In the now freed city of Ba Sing Se nobody cared that Mai had taken part in bringing it to its knees. Having finally seen the city properly, Mai questioned if it even was worth all the trouble conquering it. The stupid facepaint had made Mai’s skin break out for weeks. When she had voiced this thought one evening over a cup of tea, only Toph had laughed, while the other members of Team Avatar had looked uncomfortable. Everyone did their best to avoid mentioning their last visit to the city and what had happened, and when they did mention it around Mai they talked about it in a way that made Mai roll her eyes and want to pin them to the wall with her knives. Being the reformed Fire Lord’s girlfriend came with the assumption that Mai too regretted everything she had done up until the Boiling Rock. It was a careless assumption, an unspoken consensus agreed upon without Mai’s opinion taken into consideration. Toph was the only one that did not expect her to grovel in remorse, she also didn’t try to make awkward smalltalk or ask stupid questions.

It hadn’t taken long to become painfully apparent that Mai did not fit in well with Zuko’s new friends. Not that she had wanted to. When she had chosen Zuko, she had chosen Zuko not his merry band of do-gooders and their world views. She played nice though, as much as she was tempted to mess with them. She resented the notion that Azula had somehow forced her to do everything, that Azula had that much power over her. But it was easier to leave them in their beliefs. 

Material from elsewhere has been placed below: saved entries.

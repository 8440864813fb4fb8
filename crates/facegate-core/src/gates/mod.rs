//! Liveness gates: stages that block until the user turns their head or
//! shows an expression.

mod direction;
mod expression;

pub use direction::DirectionGate;
pub use expression::ExpressionGate;

use crate::capture::FrameSource;
use crate::detector::{DetectOptions, Detection, LandmarkDetector};
use crate::errors::AppResult;
use crate::guard::StageGuard;

/// One poll: grab a frame and run detection on it. Both awaits are bounded
/// by `guard`.
async fn poll_once(
    frames: &mut dyn FrameSource,
    detector: &mut dyn LandmarkDetector,
    options: DetectOptions,
    guard: &StageGuard,
) -> AppResult<Option<Detection>> {
    let frame = guard.run(frames.get_frame()).await??;
    guard.run(detector.detect(&frame.image, options)).await?
}
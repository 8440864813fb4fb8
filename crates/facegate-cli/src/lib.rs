pub mod cli;
pub mod commands;
pub mod config;
pub mod doctor;
pub mod enroll;
pub mod errors;
pub mod output;
pub mod terminal;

Considering Mai did not care much for the trip in the first place, she did not mind when they cut it a few days short. Spending time with the Avatar and his friends was dreadful and she had looked forward to returning to the palace, where she didn’t have to listen to them stutter through small talk they forced upon her again. Quite frankly she was also sick of Zuko’s panicked pacing and rambling through the tea shop which had become a nightly ritual since the messenger hawk had arrived. Even all the way to Ba Sing Se Azula managed to ruin Mai’s day. It was a talent, really. At first Mai was mostly just disappointed about the failed escape attempt. Returning to the Fire Nation capital with no Azula waiting for them in the darkness of a prison cell would have been a relief. The war was over, they should have all had their little happy end, but with Azula there was no happiness or endings. She had realized that quickly after her initial disappointment. Even if Azula managed to escape, Zuko would search for her without rest until he had found her again. Azula had wound herself around them like ivy and she would strangle them until their dying breath. 

But Zuko didn’t see that. He never would, as much as he pretended to, because deep down he could not let go. Once again they were building their lives around Azula. Her presence in their lives was felt even with an ocean between them, from when Mai woke up in the morning and the first sunlight shone through the curtains to when she watched the sun set in the evening. In the end it always came back to Azula. Without her she never would have met Zuko, she never would have betrayed the Fire Nation and never would have drank tea in Ba Sing Se with the war’s heroes like she belonged among them.

Without Azula she would have been just a noble man’s daughter, interchangeable with any of the other dozen rich girls her age who were about to be married away as bargaining chips. Her life would have been so boring and so predictable and she would have hated every second of it. Now she only hated some of it.

Right now, she really wished that she did not care about Zuko, so that she could have thrown his request back in his face and stormed out of the palace. It was a ridiculous favour he was asking of her. It was a waste of time, and would probably end up with either Mai on fire or Azula as a pin cushion for her knives.

“Oh, so traitor number one deigns to show her face after all,” Azula sneered. 

Mai rolled her eyes. Azula looked awful, but better than the last time she had seen her. She was sitting on her bed cross legged and almost seemed comfortable even with shackles wrapping around her joints. She rested her face on one of her hands and stared back at Mai. What was more interesting though was the book in Azula’s lap. When Azula closed it Mai could see that the cover was still a vibrant blue and the white silk cord holding it together looked almost new. 

“I wasn’t aware the prison had a library,” Mai said.

“It doesn’t,” Azula replied. “The Avatar took it from the palace library,” she explained. 

“And why would the Avatar do that?” Mai asked.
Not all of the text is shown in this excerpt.